Hi i bought an insignia just a few days a go. The car has cd 400 audio system and no navigation. I was very excited about the usb port and the ability to play directly mp3 files directly from flash disc. But when i attach a flash disc this first mp3 starts to play but after 2-3 sec the audio swich to cd or FM band. I am very confused about it. The booklet says that the format must be FAT32 and mp3 count should be less than 1000. These conditions ara ok but still got no result. Do you have any idea about the solution. Thank you....


----------



## jaggerwild (May 21, 2007)

nuclearcodes said:


> Hi i bought an insignia just a few days a go. The car has cd 400 audio system and no navigation.
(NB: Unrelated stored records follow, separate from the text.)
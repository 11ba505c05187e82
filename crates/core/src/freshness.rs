//! Freshness policy: how long a cached quote stays valid, per category.
//!
//! Funds publish one NAV per day, so their quotes live a day. Everything
//! else is refreshed hourly. Trading days are counted on the exchange
//! calendar, see [`market_date`].

use std::time::Duration;

use chrono::{DateTime, FixedOffset, NaiveDate, Utc};

use vnmarket_market_data::AssetCategory;

use crate::config::FreshnessConfig;
use crate::constants::MARKET_UTC_OFFSET_SECS;

/// Calendar date on the exchange at `now`.
///
/// Between 17:00 and 24:00 UTC the exchange is already on the next day.
pub fn market_date(now: DateTime<Utc>) -> NaiveDate {
    match FixedOffset::east_opt(MARKET_UTC_OFFSET_SECS) {
        Some(offset) => now.with_timezone(&offset).date_naive(),
        None => now.date_naive(),
    }
}

pub fn market_today() -> NaiveDate {
    market_date(Utc::now())
}

#[derive(Debug, Clone)]
pub struct FreshnessPolicy {
    fund: Duration,
    stock: Duration,
    index: Duration,
    gold: Duration,
}

impl FreshnessPolicy {
    pub fn new(config: &FreshnessConfig) -> Self {
        Self {
            fund: Duration::from_secs(config.fund_ttl_secs),
            stock: Duration::from_secs(config.stock_ttl_secs),
            index: Duration::from_secs(config.index_ttl_secs),
            gold: Duration::from_secs(config.gold_ttl_secs),
        }
    }

    pub fn ttl(&self, category: AssetCategory) -> Duration {
        match category {
            AssetCategory::Fund => self.fund,
            AssetCategory::Stock => self.stock,
            AssetCategory::Index => self.index,
            AssetCategory::Gold => self.gold,
        }
    }

    pub fn expires_at(&self, category: AssetCategory, cached_at: DateTime<Utc>) -> DateTime<Utc> {
        let ttl = chrono::Duration::from_std(self.ttl(category)).unwrap_or(chrono::Duration::zero());
        cached_at + ttl
    }

    /// An entry is fresh strictly before its expiry instant.
    pub fn is_fresh(
        &self,
        category: AssetCategory,
        cached_at: DateTime<Utc>,
        now: DateTime<Utc>,
    ) -> bool {
        now < self.expires_at(category, cached_at)
    }

    /// `(category, ttl_secs)` for every category, for stats.
    pub fn table(&self) -> Vec<(AssetCategory, u64)> {
        AssetCategory::ALL
            .iter()
            .map(|c| (*c, self.ttl(*c).as_secs()))
            .collect()
    }
}

impl Default for FreshnessPolicy {
    fn default() -> Self {
        Self::new(&FreshnessConfig::default())
    }
}

#[cfg(test)]
mod tests {
    use super::*;
    use chrono::TimeZone;

    #[test]
    fn test_default_ttls() {
        let policy = FreshnessPolicy::default();
        assert_eq!(policy.ttl(AssetCategory::Fund), Duration::from_secs(86_400));
        assert_eq!(policy.ttl(AssetCategory::Stock), Duration::from_secs(3_600));
        assert_eq!(policy.ttl(AssetCategory::Index), Duration::from_secs(3_600));
        assert_eq!(policy.ttl(AssetCategory::Gold), Duration::from_secs(3_600));
    }

    #[test]
    fn test_market_date_rolls_over_at_utc_seventeen() {
        let evening = Utc.with_ymd_and_hms(2025, 11, 5, 18, 30, 0).unwrap();
        let afternoon = Utc.with_ymd_and_hms(2025, 11, 5, 16, 59, 59).unwrap();

        assert_eq!(market_date(evening), NaiveDate::from_ymd_opt(2025, 11, 6).unwrap());
        assert_eq!(market_date(afternoon), NaiveDate::from_ymd_opt(2025, 11, 5).unwrap());
    }

    #[test]
    fn test_ttl_boundary() {
        let policy = FreshnessPolicy::default();
        let cached_at = Utc.with_ymd_and_hms(2025, 10, 15, 9, 0, 0).unwrap();

        for category in AssetCategory::ALL {
            let ttl = chrono::Duration::from_std(policy.ttl(category)).unwrap();
            let just_before = cached_at + ttl - chrono::Duration::seconds(1);
            let just_after = cached_at + ttl + chrono::Duration::seconds(1);

            assert!(policy.is_fresh(category, cached_at, just_before), "{}", category);
            assert!(!policy.is_fresh(category, cached_at, just_after), "{}", category);
        }
    }
}
//! Asset registry seeding.
//!
//! Lists every category from the provider and upserts the classified
//! records, so category detection and local search work before the first
//! request for a symbol.

use std::sync::Arc;

use chrono::Utc;
use log::{debug, info, warn};
use serde::Serialize;

use vnmarket_market_data::AssetCategory;

use crate::assets::{AssetRecord, AssetStore};
use crate::config::SeedConfig;
use crate::errors::Result;
use crate::upstream::ProtectedUpstream;

#[derive(Debug, Clone, Default, PartialEq, Eq, Serialize)]
#[serde(rename_all = "camelCase")]
pub struct SeedReport {
    pub stocks: usize,
    pub funds: usize,
    pub indices: usize,
    pub gold: usize,
    pub total: usize,
    /// True when seeding was skipped because the registry was populated.
    pub skipped: bool,
}

impl SeedReport {
    fn skipped() -> Self {
        Self {
            skipped: true,
            ..Self::default()
        }
    }
}

pub struct AssetSeeder {
    assets: Arc<dyn AssetStore>,
    upstream: Arc<ProtectedUpstream>,
    config: SeedConfig,
}

impl AssetSeeder {
    pub fn new(assets: Arc<dyn AssetStore>, upstream: Arc<ProtectedUpstream>, config: SeedConfig) -> Self {
        Self {
            assets,
            upstream,
            config,
        }
    }

    pub async fn seed(&self, force_refresh: bool) -> Result<SeedReport> {
        if !force_refresh {
            let existing = self.assets.count_assets().await?;
            if existing > self.config.skip_threshold {
                debug!("Asset registry holds {} assets, skipping seed", existing);
                return Ok(SeedReport::skipped());
            }
        }

        info!("Seeding asset registry (force_refresh={})", force_refresh);
        let (stocks, funds, indices, gold) = futures::join!(
            self.seed_category(AssetCategory::Stock),
            self.seed_category(AssetCategory::Fund),
            self.seed_category(AssetCategory::Index),
            self.seed_category(AssetCategory::Gold),
        );

        let report = SeedReport {
            stocks,
            funds,
            indices,
            gold,
            total: stocks + funds + indices + gold,
            skipped: false,
        };
        info!(
            "Seeding finished: {} stocks, {} funds, {} indices, {} gold ({} total)",
            report.stocks, report.funds, report.indices, report.gold, report.total
        );
        Ok(report)
    }

    /// A failing category counts as zero; the others still seed.
    async fn seed_category(&self, category: AssetCategory) -> usize {
        let listed = match self.upstream.list_assets(category).await {
            Ok(listed) => listed,
            Err(e) => {
                warn!("Listing {} assets failed: {}", category, e);
                return 0;
            }
        };

        let now = Utc::now();
        let records: Vec<AssetRecord> = listed
            .iter()
            .filter(|summary| summary.category == category)
            .map(|summary| AssetRecord::from_summary(summary, now))
            .collect();

        match self.assets.upsert_assets(records).await {
            Ok(written) => written,
            Err(e) => {
                warn!("Storing {} assets failed: {}", category, e);
                0
            }
        }
    }
}
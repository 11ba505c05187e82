//! Temp-file database for repository tests.

use std::sync::Arc;

use tempfile::TempDir;

use crate::db::{create_pool, init, run_migrations, spawn_writer, DbPool, WriteHandle};

pub(crate) struct TestDb {
    pub pool: Arc<DbPool>,
    pub writer: WriteHandle,
    // Dropping the directory deletes the database
    _dir: TempDir,
}

/// Must be called inside a tokio runtime; the writer actor is spawned on it.
pub(crate) fn setup() -> TestDb {
    let dir = tempfile::tempdir().expect("Failed to create temp directory");
    let path = dir.path().join("test.db");
    let db_path = init(&path.to_string_lossy()).expect("Failed to init database");
    let pool = create_pool(&db_path).expect("Failed to create pool");
    run_migrations(&pool).expect("Failed to run migrations");
    let writer = spawn_writer((*pool).clone());

    TestDb {
        pool,
        writer,
        _dir: dir,
    }
}
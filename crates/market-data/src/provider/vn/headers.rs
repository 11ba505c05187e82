//! Browser-like request headers for the Vietnamese market endpoints.
//!
//! The endpoints reject requests that do not look like they come from their
//! own web frontends, so each client sends a matching referer and origin.

use reqwest::header::{HeaderMap, HeaderValue, ACCEPT, CONTENT_TYPE, ORIGIN, REFERER, USER_AGENT};

const BROWSER_USER_AGENT: &str =
    "Mozilla/5.0 (Windows NT 10.0; Win64; x64) AppleWebKit/537.36 Chrome/120.0.0.0 Safari/537.36";

const JSON: &str = "application/json";
const FORM: &str = "application/x-www-form-urlencoded";

fn browser_headers(content_type: &'static str, referer: &'static str, origin: &'static str) -> HeaderMap {
    let mut headers = HeaderMap::new();
    headers.insert(CONTENT_TYPE, HeaderValue::from_static(content_type));
    headers.insert(REFERER, HeaderValue::from_static(referer));
    headers.insert(ORIGIN, HeaderValue::from_static(origin));
    headers.insert(USER_AGENT, HeaderValue::from_static(BROWSER_USER_AGENT));
    if content_type == JSON {
        headers.insert(ACCEPT, HeaderValue::from_static(JSON));
    }
    headers
}

pub fn vci_headers() -> HeaderMap {
    browser_headers(
        JSON,
        "https://trading.vietcap.com.vn/",
        "https://trading.vietcap.com.vn/",
    )
}

pub fn fmarket_headers() -> HeaderMap {
    browser_headers(JSON, "https://fmarket.vn/", "https://fmarket.vn/")
}

/// SJC expects a form-encoded body.
pub fn sjc_headers() -> HeaderMap {
    browser_headers(FORM, "https://sjc.com.vn/bieu-do-gia-vang", "https://sjc.com.vn")
}

#[cfg(test)]
mod tests {
    use super::*;

    #[test]
    fn test_json_endpoints_accept_json() {
        for headers in [vci_headers(), fmarket_headers()] {
            assert_eq!(headers.get(ACCEPT).unwrap(), JSON);
            assert!(headers.contains_key(REFERER));
            assert!(headers.contains_key(ORIGIN));
            assert!(headers.contains_key(USER_AGENT));
        }
    }

    #[test]
    fn test_sjc_uses_form_encoding() {
        let headers = sjc_headers();
        let content_type = headers.get(CONTENT_TYPE).unwrap().to_str().unwrap();
        assert!(content_type.contains("x-www-form-urlencoded"));
        assert!(!headers.contains_key(ACCEPT));
    }
}
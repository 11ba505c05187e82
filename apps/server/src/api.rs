use std::sync::Arc;

use axum::{
    extract::{Path, Query, State},
    routing::{get, post},
    Json, Router,
};
use chrono::{Days, NaiveDate};
use serde::Deserialize;
use tower_http::{
    cors::{Any, CorsLayer},
    timeout::TimeoutLayer,
    trace::TraceLayer,
};

use vnmarket_core::freshness::market_today;
use vnmarket_core::history::BackfillReport;
use vnmarket_core::quotes::CachedQuote;
use vnmarket_core::seeder::SeedReport;
use vnmarket_core::service::{CleanupReport, ServiceStats};
use vnmarket_market_data::{AssetSummary, HistoricalRecord};

use crate::{
    config::Config,
    error::{ApiError, ApiResult},
    main_lib::AppState,
};

/// Range used when `start` is omitted from a history request.
const DEFAULT_HISTORY_DAYS: u64 = 30;

pub async fn healthz() -> &'static str {
    "ok"
}

async fn get_quote(
    Path(symbol): Path<String>,
    State(state): State<Arc<AppState>>,
) -> ApiResult<Json<CachedQuote>> {
    let quote = state.cache_service.get_quote(&symbol).await?;
    Ok(Json(quote))
}

#[derive(Deserialize)]
struct HistoryParams {
    start: Option<NaiveDate>,
    end: Option<NaiveDate>,
}

async fn get_history(
    Path(symbol): Path<String>,
    Query(params): Query<HistoryParams>,
    State(state): State<Arc<AppState>>,
) -> ApiResult<Json<Vec<HistoricalRecord>>> {
    let end = params.end.unwrap_or_else(market_today);
    let start = match params.start {
        Some(start) => start,
        None => end
            .checked_sub_days(Days::new(DEFAULT_HISTORY_DAYS))
            .ok_or_else(|| ApiError::BadRequest(format!("Invalid end date {}", end)))?,
    };
    let records = state.cache_service.get_history(&symbol, start, end).await?;
    Ok(Json(records))
}

#[derive(Deserialize)]
struct SearchParams {
    q: Option<String>,
}

async fn search(
    Query(params): Query<SearchParams>,
    State(state): State<Arc<AppState>>,
) -> ApiResult<Json<Vec<AssetSummary>>> {
    let query = params
        .q
        .ok_or_else(|| ApiError::BadRequest("Missing query parameter q".to_string()))?;
    let results = state.cache_service.search(&query).await?;
    Ok(Json(results))
}

async fn get_stats(State(state): State<Arc<AppState>>) -> ApiResult<Json<ServiceStats>> {
    Ok(Json(state.cache_service.stats().await?))
}

async fn run_cleanup(State(state): State<Arc<AppState>>) -> ApiResult<Json<CleanupReport>> {
    Ok(Json(state.cache_service.cleanup().await?))
}

#[derive(Deserialize)]
struct SeedParams {
    #[serde(default)]
    force: bool,
}

async fn run_seed(
    Query(params): Query<SeedParams>,
    State(state): State<Arc<AppState>>,
) -> ApiResult<Json<SeedReport>> {
    Ok(Json(state.cache_service.seed(params.force).await?))
}

async fn run_backfill(State(state): State<Arc<AppState>>) -> ApiResult<Json<Vec<BackfillReport>>> {
    Ok(Json(state.cache_service.backfill_history().await?))
}

pub fn app_router(state: Arc<AppState>, config: &Config) -> Router {
    let cors = if config.cors_allow.iter().any(|o| o == "*") {
        CorsLayer::new().allow_origin(Any)
    } else {
        let origins = config
            .cors_allow
            .iter()
            .filter_map(|o| o.parse().ok())
            .collect::<Vec<_>>();
        CorsLayer::new().allow_origin(origins)
    };

    let api = Router::new()
        .route("/healthz", get(healthz))
        .route("/quote/{symbol}", get(get_quote))
        .route("/history/{symbol}", get(get_history))
        .route("/search", get(search))
        .route("/stats", get(get_stats))
        .route("/cleanup", post(run_cleanup))
        .route("/seed", post(run_seed))
        .route("/backfill", post(run_backfill));

    Router::new()
        .nest("/api/v1", api)
        .with_state(state)
        .layer(cors)
        .layer(TimeoutLayer::new(config.request_timeout))
        .layer(TraceLayer::new_for_http())
}
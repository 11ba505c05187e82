//! VN Market Core - the cache layer in front of the Vietnamese market data provider.
//!
//! This crate holds the domain logic and is storage-agnostic: it defines the
//! store traits that `storage-sqlite` implements, and drives the upstream
//! provider defined in `market-data` through a rate-limit protector.
//!
//! ```text
//!                   MarketCacheService
//!                           │
//!        ┌──────────────────┼───────────────────────┐
//!        ▼                  ▼                       ▼
//!  AcceleratorCache   QuoteCacheStore /      FallbackChain
//!   (LRU + TTL)       SearchCacheStore    (live → recency → recovery)
//!                                                   │
//!                                   HistoricalCacheCoordinator
//!                                                   │
//!                                  SingleFlight + ProtectedUpstream
//! ```

pub mod accelerator;
pub mod assets;
pub mod config;
pub mod constants;
pub mod errors;
pub mod freshness;
pub mod history;
pub mod quotes;
pub mod scheduler;
pub mod search;
pub mod seeder;
pub mod service;
pub mod singleflight;
pub mod upstream;

#[cfg(test)]
pub(crate) mod test_support;

pub use config::CacheConfig;
pub use errors::{DatabaseError, Error, Result, ServiceErrorKind};
pub use scheduler::BackgroundScheduler;
pub use service::{MarketCacheService, MarketCacheServiceTrait, StoreHandles};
I was very excited about the usb port and the ability to play directly mp3 files directly from flash disc. But when i attach a flash disc this first mp3 starts to play but after 2-3 sec the audio swich to cd or FM band. I am very confused about it. The booklet says that the format must be FAT32 and mp3 count should be less than 1000. These conditions ara ok but still got no result. Do you have any idea about the solution. Thank you....


I know nothing about there radios, if you left there and it didn't work go back! If they can't make it work ask for a refund!


----------